Their abundance is largely a fluke. But the UK fisheries minister, Elliot Morley, and European scientists say it may also be due to a small drop in the proportion of adult, breeding cod being netted each year.
Now the question is what to do with nature's bounty. Scientists who advise the European Commission have suggested setting the overall North Sea cod quota at 153,000 tonnes for 1998, compared to 115,000 tonnes this year. But the Commission has suggested a lower figure of 140,000, allowing extra headroom for the depleted stocks of adult cod to recover.
Yesterday Mr Morley said he supported this; the National Federation of Fishermen's Organisations, representing English and Welsh fleets, is inclined to agree too. "Quite a few of our members would be happy to see that happen," said a spokesman.

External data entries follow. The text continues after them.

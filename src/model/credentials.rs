use derive_more::Display;
use rand::rngs::OsRng;
use rand_core::RngCore;
use sha2::{Digest, Sha256};
use chrono::{DateTime, Duration, Utc};
use crate::model::account::Account;
use crate::model::hasher::{self, Hasher};
use crate::utils::errors::WardenError;

// 256 bits of entropy - the plain token is only ever returned to the caller,
// never stored.
const RESET_TOKEN_BYTES: usize = 32;

// A reset token is consumable for a fixed window from issuance.
pub const RESET_WINDOW_MINUTES: i64 = 10;

// The change timestamp is backdated by this much. A session token minted in
// the same instant as the change must compare against the change consistently,
// not flap on sub-second ordering.
const CHANGE_STAMP_SKEW_SECONDS: i64 = 1;

///
/// The outcome of attempting to consume a reset token. A mismatch is a normal
/// negative result, not an error.
///
#[derive(Clone, Copy, Debug, Display, PartialEq)]
pub enum ResetOutcome {
    Accepted,
    Invalid,
    Expired,
}

///
/// Owns the account credential lifecycle: hashing, verification, change
/// stamping and reset tokens.
///
/// Operates on an Account in memory - persistence is the db layer's concern,
/// and "now" is always passed in so every rule is testable on a fixed clock.
///
#[derive(Clone, Copy, Debug)]
pub struct CredentialManager {
    hasher: Hasher,
}

impl Default for CredentialManager {
    fn default() -> Self {
        CredentialManager { hasher: Hasher::default() }
    }
}

impl CredentialManager {
    pub fn new(cost: u32) -> Self {
        CredentialManager { hasher: Hasher::new(cost) }
    }

    ///
    /// Hash a plain text password into a PHC string with a fresh salt.
    ///
    /// The plain text is dropped with the call frame - nothing here retains it.
    ///
    pub fn hash_password(&self, plain_text_password: &str) -> Result<String, WardenError> {
        self.hasher.hash_into_phc(plain_text_password)
    }

    ///
    /// Check a plain text password against a stored PHC string.
    ///
    /// Uses the algorithm's own comparison, never raw byte equality. False for
    /// a mismatch or a malformed stored hash.
    ///
    pub fn verify_password(plain_text_password: &str, phc: &str) -> bool {
        hasher::verify(plain_text_password, phc)
    }

    ///
    /// Replace the account's password hash and stamp the change.
    ///
    /// The stamp is backdated one second so tokens minted in the same instant
    /// as the change compare consistently against it.
    ///
    pub fn change_password(&self, account: &mut Account, plain_text_password: &str, now: DateTime<Utc>)
        -> Result<(), WardenError> {

        let phc = self.hasher.hash_into_phc(plain_text_password)?;

        account.phc = phc;
        account.password_changed_at = Some(bson::DateTime::from_chrono(
            now - Duration::seconds(CHANGE_STAMP_SKEW_SECONDS)));

        Ok(())
    }

    ///
    /// Mint a reset token for the account and return the plain token - the one
    /// and only time it exists in the clear.
    ///
    /// Only the token's hash and an absolute expiry are put on the account, so
    /// a leaked snapshot of the store cannot complete a reset.
    ///
    pub fn issue_reset_token(&self, account: &mut Account, now: DateTime<Utc>) -> String {
        let mut bytes = [0u8; RESET_TOKEN_BYTES];
        OsRng.fill_bytes(&mut bytes);
        let token = hex::encode(bytes);

        account.reset_token_hash = Some(hash_reset_token(&token));
        account.reset_expires_at = Some(bson::DateTime::from_chrono(
            now + Duration::minutes(RESET_WINDOW_MINUTES)));

        token
    }

    ///
    /// Attempt to consume the account's outstanding reset token.
    ///
    /// An expired window reports Expired for any candidate and clears the token
    /// fields - a stale token must not linger as consumable state. A mismatch
    /// on a live window reports Invalid and leaves the window open. A match on
    /// a live window reports Accepted and clears the fields: single use.
    ///
    pub fn consume_reset_token(&self, account: &mut Account, candidate: &str, now: DateTime<Utc>)
        -> ResetOutcome {

        let (token_hash, expires_at) = match (&account.reset_token_hash, account.reset_expires_at) {
            (Some(hash), Some(expires_at)) => (hash.clone(), expires_at),
            _ => return ResetOutcome::Invalid, // No reset in progress.
        };

        if now > expires_at.to_chrono() {
            account.reset_token_hash = None;
            account.reset_expires_at = None;
            return ResetOutcome::Expired
        }

        if hash_reset_token(candidate) != token_hash {
            return ResetOutcome::Invalid
        }

        account.reset_token_hash = None;
        account.reset_expires_at = None;
        ResetOutcome::Accepted
    }
}

///
/// One-way hash applied to reset tokens before storage.
///
pub fn hash_reset_token(token: &str) -> String {
    hex::encode(Sha256::digest(token.as_bytes()))
}


#[cfg(test)]
mod tests {
    use super::*;

    const TEST_COST: u32 = 4;

    fn manager() -> CredentialManager {
        CredentialManager::new(TEST_COST)
    }

    fn account_with_password(plain: &str, now: DateTime<Utc>) -> Account {
        let phc = manager().hash_password(plain).unwrap();
        Account::new("player@example.com", &phc, now)
    }

    fn fixed_now() -> DateTime<Utc> {
        "2021-08-23T09:30:00Z".parse().unwrap()
    }

    #[test]
    fn test_hash_verify_round_trip() -> Result<(), WardenError> {
        let phc = manager().hash_password("Secret123!")?;

        assert_eq!(CredentialManager::verify_password("Secret123!", &phc), true);
        assert_eq!(CredentialManager::verify_password("secret123!", &phc), false); // Case matters.
        assert_eq!(CredentialManager::verify_password("Secret123", &phc), false);  // So does the trailing mark.
        Ok(())
    }

    #[test]
    fn test_change_password_rehashes_and_backdates_the_stamp() -> Result<(), WardenError> {
        let now = fixed_now();
        let mut account = account_with_password("OldSecret1!", now);
        let old_phc = account.phc.clone();

        manager().change_password(&mut account, "NewSecret1!", now)?;

        assert_ne!(account.phc, old_phc);
        assert_eq!(CredentialManager::verify_password("NewSecret1!", &account.phc), true);
        assert_eq!(CredentialManager::verify_password("OldSecret1!", &account.phc), false);

        let changed_at = account.password_changed_at.expect("change was not stamped").to_chrono();
        assert_eq!(changed_at, now - Duration::seconds(1));
        Ok(())
    }

    #[test]
    fn test_change_invalidates_tokens_issued_before_it() -> Result<(), WardenError> {
        let now = fixed_now();
        let mut account = account_with_password("OldSecret1!", now);

        manager().change_password(&mut account, "NewSecret1!", now)?;

        // A session token from before the change is stale, one minted at the
        // change instant (or later) is not - that is what the backdated stamp
        // buys us.
        assert_eq!(account.changed_after(now - Duration::seconds(2)), true);
        assert_eq!(account.changed_after(now), false);
        assert_eq!(account.changed_after(now + Duration::minutes(5)), false);
        Ok(())
    }

    #[test]
    fn test_issued_token_is_not_stored_in_the_clear() {
        let now = fixed_now();
        let mut account = account_with_password("Secret123!", now);

        let token = manager().issue_reset_token(&mut account, now);

        let stored = account.reset_token_hash.clone().expect("no token hash stored");
        assert_ne!(stored, token);
        assert_eq!(stored, hash_reset_token(&token));

        let expires_at = account.reset_expires_at.expect("no expiry stored").to_chrono();
        assert_eq!(expires_at, now + Duration::minutes(RESET_WINDOW_MINUTES));
    }

    #[test]
    fn test_token_consumes_exactly_once() {
        let now = fixed_now();
        let mut account = account_with_password("Secret123!", now);
        let token = manager().issue_reset_token(&mut account, now);

        assert_eq!(manager().consume_reset_token(&mut account, &token, now), ResetOutcome::Accepted);
        assert!(account.reset_token_hash.is_none());
        assert!(account.reset_expires_at.is_none());

        // Replays fail - the state was cleared.
        assert_eq!(manager().consume_reset_token(&mut account, &token, now), ResetOutcome::Invalid);
    }

    #[test]
    fn test_mismatch_leaves_the_window_open() {
        let now = fixed_now();
        let mut account = account_with_password("Secret123!", now);
        let token = manager().issue_reset_token(&mut account, now);

        assert_eq!(manager().consume_reset_token(&mut account, "deadbeef", now), ResetOutcome::Invalid);

        // Still pending - the real token remains consumable.
        assert!(account.reset_token_hash.is_some());
        assert_eq!(manager().consume_reset_token(&mut account, &token, now), ResetOutcome::Accepted);
    }

    #[test]
    fn test_expired_token_is_cleared_not_just_rejected() {
        let now = fixed_now();
        let mut account = account_with_password("Secret123!", now);
        let token = manager().issue_reset_token(&mut account, now);

        let late = now + Duration::minutes(RESET_WINDOW_MINUTES) + Duration::seconds(1);
        assert_eq!(manager().consume_reset_token(&mut account, &token, late), ResetOutcome::Expired);
        assert!(account.reset_token_hash.is_none());
        assert!(account.reset_expires_at.is_none());

        // Even the correct token is now Invalid - and a fresh issue works.
        assert_eq!(manager().consume_reset_token(&mut account, &token, late), ResetOutcome::Invalid);
        let fresh = manager().issue_reset_token(&mut account, late);
        assert_eq!(manager().consume_reset_token(&mut account, &fresh, late), ResetOutcome::Accepted);
    }

    #[test]
    fn test_consumption_at_the_exact_expiry_instant_is_accepted() {
        let now = fixed_now();
        let mut account = account_with_password("Secret123!", now);
        let token = manager().issue_reset_token(&mut account, now);

        let at_expiry = now + Duration::minutes(RESET_WINDOW_MINUTES);
        assert_eq!(manager().consume_reset_token(&mut account, &token, at_expiry), ResetOutcome::Accepted);
    }

    #[test]
    fn test_two_issued_tokens_differ() {
        let now = fixed_now();
        let mut first = account_with_password("Secret123!", now);
        let mut second = account_with_password("Secret123!", now);

        let token_a = manager().issue_reset_token(&mut first, now);
        let token_b = manager().issue_reset_token(&mut second, now);

        assert_ne!(token_a, token_b);
        assert_eq!(token_a.len(), RESET_TOKEN_BYTES * 2); // hex
    }
}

Quotas for several other stocks will also be raised and others lowered when the fisheries ministers hold their annual negotiations today and tomorrow on dividing allocations between the different national fleets. The Commission proposes a 71 per cent increase for North Sea herring and a 28 per cent cut for herring off the west of Scotland.
Quotas are set according to the number of young fish that scientists find in the sea. Because this varies wildly, so do the quotas. If the number of adult, breeding fish was allowed to build up, quotas would not only be more stable from year to year but also higher.
Mr Morley announced yesterday that he had agreed with the European Commission to implement a 28 per cent reduction in the amount of fishing done by UK boats which catch herring and mackerel over the next four years. Most are based in Scotland and if the skippers do not agree to voluntary curbs the Government will close their fishing grounds for part of the year.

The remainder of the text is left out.